Tarihin şahit olduğu en büyük göçlerden biridir mübadele. Varlığını kimliğini geçmişini köklerini bırakıp bilinmeyen yere bilinmeyen geleceği yaşamaya gitmek. Aslında olan gitmek değil gelmekti bir bakıma. Çünkü ilk gelinen yere dönülmüştür. O zaman buna göç denilebilir mi? Denilemez ise Ege'nin iki yakasında ve adalarda yaşanan bunca acıya ne denmeli o zaman?

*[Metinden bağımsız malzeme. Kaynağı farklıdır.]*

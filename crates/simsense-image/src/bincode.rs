use crate::image::{Image, ImageSize};

impl<T, const CHANNELS: usize> bincode::enc::Encode for Image<T, CHANNELS>
where
    T: bincode::enc::Encode,
{
    fn encode<E: bincode::enc::Encoder>(
        &self,
        encoder: &mut E,
    ) -> Result<(), bincode::error::EncodeError> {
        bincode::Encode::encode(&[self.height(), self.width()], encoder)?;
        bincode::Encode::encode(&self.as_slice(), encoder)?;
        Ok(())
    }
}

impl<T, const CHANNELS: usize, Ctx> bincode::de::Decode<Ctx> for Image<T, CHANNELS>
where
    T: bincode::de::Decode<Ctx>,
{
    fn decode<D: bincode::de::Decoder<Context = Ctx>>(
        decoder: &mut D,
    ) -> Result<Self, bincode::error::DecodeError> {
        let shape: [usize; 2] = bincode::Decode::decode(decoder)?;

        // guard the element count before it is used for allocation checks
        let expected = shape[0]
            .checked_mul(shape[1])
            .and_then(|n| n.checked_mul(CHANNELS))
            .ok_or_else(|| {
                bincode::error::DecodeError::OtherString(format!(
                    "Image shape overflow: {}x{}x{}",
                    shape[0], shape[1], CHANNELS
                ))
            })?;

        let data: Vec<T> = bincode::Decode::decode(decoder)?;
        if data.len() != expected {
            return Err(bincode::error::DecodeError::OtherString(format!(
                "Image element count mismatch: got {}, expected {}",
                data.len(),
                expected
            )));
        }

        Image::new(
            ImageSize {
                width: shape[1],
                height: shape[0],
            },
            data,
        )
        .map_err(|e| bincode::error::DecodeError::OtherString(format!("Image error: {}", e)))
    }
}

/// Encode an image into a self-describing byte buffer (shape then elements).
pub fn encode_image<T, const CHANNELS: usize>(
    image: &Image<T, CHANNELS>,
) -> Result<Vec<u8>, bincode::error::EncodeError>
where
    T: bincode::enc::Encode,
{
    bincode::encode_to_vec(image, bincode::config::standard())
}

/// Decode an image from a self-describing byte buffer produced by [`encode_image`].
pub fn decode_image<T, const CHANNELS: usize>(
    buffer: &[u8],
) -> Result<Image<T, CHANNELS>, bincode::error::DecodeError>
where
    T: bincode::de::Decode<()>,
{
    let (image, _) = bincode::decode_from_slice(buffer, bincode::config::standard())?;
    Ok(image)
}
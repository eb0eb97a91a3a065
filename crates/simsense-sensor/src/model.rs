use std::str::FromStr;

use crate::config::ConfigError;
use simsense_image::{ColorImage, DepthImage};

/// The configuration names of the implemented sensor models.
pub const IMPLEMENTED_MODELS: &[&str] = &["ground_truth"];

/// A closed enumeration of the implemented sensor models.
///
/// Adding a model means adding a variant and its transform here, not
/// growing a runtime lookup table.
#[derive(Debug, Clone, Copy, PartialEq, Eq, Default, serde::Serialize, serde::Deserialize)]
#[serde(rename_all = "snake_case")]
pub enum SensorModelKind {
    /// Pass the rendered frames through unchanged.
    #[default]
    GroundTruth,
}

impl SensorModelKind {
    /// The configuration name of the model.
    pub fn name(&self) -> &'static str {
        match self {
            SensorModelKind::GroundTruth => "ground_truth",
        }
    }

    /// Apply the sensor model to a decoded frame pair.
    ///
    /// The ground truth model is the identity: the rendered frames already
    /// are the sensor output.
    pub fn apply(&self, color: ColorImage, depth: DepthImage) -> (ColorImage, DepthImage) {
        match self {
            SensorModelKind::GroundTruth => (color, depth),
        }
    }
}

impl std::fmt::Display for SensorModelKind {
    fn fmt(&self, f: &mut std::fmt::Formatter) -> std::fmt::Result {
        write!(f, "{}", self.name())
    }
}

impl FromStr for SensorModelKind {
    type Err = ConfigError;

    fn from_str(s: &str) -> Result<Self, Self::Err> {
        match s {
            "ground_truth" => Ok(SensorModelKind::GroundTruth),
            _ => Err(ConfigError::UnknownModel(s.to_string())),
        }
    }
}

#[cfg(test)]
mod tests {
    use super::*;

    #[test]
    fn parses_implemented_models() {
        for name in IMPLEMENTED_MODELS {
            let model: SensorModelKind = name.parse().unwrap();
            assert_eq!(model.name(), *name);
        }
    }

    #[test]
    fn rejects_unknown_model() {
        let result = "gaussian_noise".parse::<SensorModelKind>();
        let err = result.unwrap_err();
        assert!(matches!(err, ConfigError::UnknownModel(ref name) if name == "gaussian_noise"));
        assert!(err.to_string().contains("ground_truth"));
    }

    #[test]
    fn ground_truth_is_identity() {
        use simsense_image::ImageSize;

        let size = ImageSize {
            width: 2,
            height: 1,
        };
        let color = ColorImage::new(size, vec![1, 2, 3, 4, 5, 6]).unwrap();
        let depth = DepthImage::new(size, vec![0.5, 1.5]).unwrap();

        let (color_out, depth_out) = SensorModelKind::GroundTruth.apply(color.clone(), depth.clone());
        assert_eq!(color_out, color);
        assert_eq!(depth_out, depth);
    }
}
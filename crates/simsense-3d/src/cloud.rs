use simsense_image::ImageSize;

/// Error types for the cloud module.
#[derive(thiserror::Error, Debug, PartialEq)]
pub enum CloudError {
    /// Error when the number of points does not match the cloud grid.
    #[error("Point count ({0}) does not match the cloud grid ({1})")]
    InvalidPointCount(usize, usize),

    /// Error when the number of colors does not match the number of points.
    #[error("Color count ({0}) does not match the point count ({1})")]
    InvalidColorCount(usize, usize),
}

/// An organized point cloud over a width×height pixel grid.
///
/// Every grid cell yields a valid point (the cloud is dense), laid out in
/// row-major order: the point for pixel (row=0, col=0) comes first. Each
/// point carries camera-frame coordinates and one packed color float.
#[derive(Debug, Clone)]
pub struct PointCloud {
    size: ImageSize,
    // The camera-frame points in row-major pixel order.
    points: Vec<[f32; 3]>,
    // One packed color per point, bit containers only.
    colors: Vec<f32>,
}

impl PointCloud {
    /// Create an organized point cloud from points and packed colors.
    ///
    /// # Errors
    ///
    /// Returns an error if the point or color count does not cover the grid.
    pub fn new(size: ImageSize, points: Vec<[f32; 3]>, colors: Vec<f32>) -> Result<Self, CloudError> {
        if points.len() != size.width * size.height {
            return Err(CloudError::InvalidPointCount(
                points.len(),
                size.width * size.height,
            ));
        }
        if colors.len() != points.len() {
            return Err(CloudError::InvalidColorCount(colors.len(), points.len()));
        }

        Ok(Self {
            size,
            points,
            colors,
        })
    }

    /// Get the number of points in the point cloud.
    #[inline]
    pub fn len(&self) -> usize {
        self.points.len()
    }

    /// Check if the point cloud is empty.
    #[inline]
    pub fn is_empty(&self) -> bool {
        self.points.is_empty()
    }

    /// Get the pixel grid the cloud is organized over.
    pub fn size(&self) -> ImageSize {
        self.size
    }

    /// Get as reference the points in the point cloud.
    pub fn points(&self) -> &[[f32; 3]] {
        &self.points
    }

    /// Get as reference the packed colors of the points.
    pub fn colors(&self) -> &[f32] {
        &self.colors
    }
}
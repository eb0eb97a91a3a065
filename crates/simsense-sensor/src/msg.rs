use simsense_image::{encode_image, ColorImage, DepthImage};

/// Header carried on every raw sensor frame.
#[derive(Debug, Clone, Copy, PartialEq, Eq, bincode::Encode, bincode::Decode)]
pub struct FrameHeader {
    /// Acquisition time in nanoseconds.
    pub acq_time_ns: u64,
    /// Monotonic frame counter assigned by the producer.
    pub sequence: u64,
}

/// A raw color+depth frame pair as delivered by the simulated camera.
///
/// The two buffers are opaque to the transport; each holds a
/// self-describing encoded image (shape followed by elements, see
/// [`simsense_image::encode_image`]). Both buffers of one message come
/// from the same rendered frame.
#[derive(Debug, Clone, PartialEq, Eq, bincode::Encode, bincode::Decode)]
pub struct RawSensorFrame {
    /// The frame header.
    pub header: FrameHeader,
    /// The encoded RGB image.
    pub color_data: Vec<u8>,
    /// The encoded ray-length depth image.
    pub depth_data: Vec<u8>,
}

impl RawSensorFrame {
    /// Build a raw frame message by encoding a color+depth image pair.
    pub fn from_images(
        header: FrameHeader,
        color: &ColorImage,
        depth: &DepthImage,
    ) -> Result<Self, bincode::error::EncodeError> {
        Ok(Self {
            header,
            color_data: encode_image(color)?,
            depth_data: encode_image(depth)?,
        })
    }
}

Siyasetin ve nihayetinde savaşın neden olduğu bu göçte insanlar götürebildiklerinden çok götüremediklerine üzüldüler ve zorlandılar. Kimisi arkadaşını komşusunu hatıralarını alışkanlıklarını ... Kimisi kedisini çiçeklerini çeyiz sandığını ... Kimisi de gelecek hayallerini kurduğu aşkını ... Ancak aşk için karşılaştıkları zorlukların nedeninin geldikleri yerdeki inanç ve köken farklılığı olduğunu düşünürlerken vardıkları yerde de aynı şeylerin zorluk nedeni olmasının paradoksunu yaşadılar.
Sonuçta insanlar her türlü zorluğuna rağmen iyi ki aşktan ders almıyorlar ki aşk hep tekerrür edip duruyor.